### Dataset entries:
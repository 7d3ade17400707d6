//! Loading and persisting the configuration document
//!
//! Writes go through a sibling temp file that is renamed over the target, so a
//! failed save leaves the previous document in place.

use crate::config::Config;
use crate::error::ConfigError;
use crate::Result;
use std::path::{Path, PathBuf};
use tokio::fs;
use tracing::debug;

/// Read and decode the document at `path`, applying listener defaults.
///
/// A missing file is reported as [`ConfigError::NotFound`] so callers can
/// fall back to an empty configuration.
pub async fn load(path: impl AsRef<Path>) -> Result<Config> {
    let path = path.as_ref();
    let content = match fs::read_to_string(path).await {
        Ok(c) => c,
        Err(e) if e.kind() == std::io::ErrorKind::NotFound => {
            return Err(ConfigError::NotFound(path.to_path_buf()));
        }
        Err(e) => return Err(ConfigError::io("reading config file", path, e)),
    };

    let mut config = parse(&content).map_err(|source| ConfigError::Parse {
        path: path.to_path_buf(),
        source,
    })?;
    config.apply_defaults();

    debug!(path = %path.display(), "Loaded configuration");
    Ok(config)
}

/// Encode `config` as YAML and write it to `path`
pub async fn save(config: &Config, path: impl AsRef<Path>) -> Result<()> {
    let yaml = serde_yaml::to_string(config).map_err(ConfigError::Serialize)?;
    write_atomic(path.as_ref(), yaml.as_bytes()).await
}

/// Write a raw document verbatim, without decoding it first
pub async fn save_raw(content: &[u8], path: impl AsRef<Path>) -> Result<()> {
    write_atomic(path.as_ref(), content).await
}

fn parse(content: &str) -> std::result::Result<Config, serde_yaml::Error> {
    // An empty file is an empty document, not a syntax error
    if content.trim().is_empty() {
        return Ok(Config::default());
    }
    serde_yaml::from_str(content)
}

fn temp_path(path: &Path) -> PathBuf {
    let mut name = path
        .file_name()
        .map(|n| n.to_os_string())
        .unwrap_or_else(|| "config".into());
    name.push(".tmp");
    path.with_file_name(name)
}

async fn write_atomic(path: &Path, content: &[u8]) -> Result<()> {
    if let Some(parent) = path.parent().filter(|p| !p.as_os_str().is_empty()) {
        fs::create_dir_all(parent)
            .await
            .map_err(|e| ConfigError::io("creating config directory", parent, e))?;
    }

    let tmp = temp_path(path);
    if let Err(e) = fs::write(&tmp, content).await {
        let _ = fs::remove_file(&tmp).await;
        return Err(ConfigError::io("writing config file", &tmp, e));
    }
    if let Err(e) = fs::rename(&tmp, path).await {
        let _ = fs::remove_file(&tmp).await;
        return Err(ConfigError::io("replacing config file", path, e));
    }

    debug!(path = %path.display(), bytes = content.len(), "Saved configuration");
    Ok(())
}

### What to work on:
Copy every line above that includes the string "return".

### Result for this exercise:
            return Err(ConfigError::NotFound(path.to_path_buf()));
        Err(e) => return Err(ConfigError::io("reading config file", path, e)),
        return Ok(Config::default());
        return Err(ConfigError::io("writing config file", &tmp, e));
        return Err(ConfigError::io("replacing config file", path, e));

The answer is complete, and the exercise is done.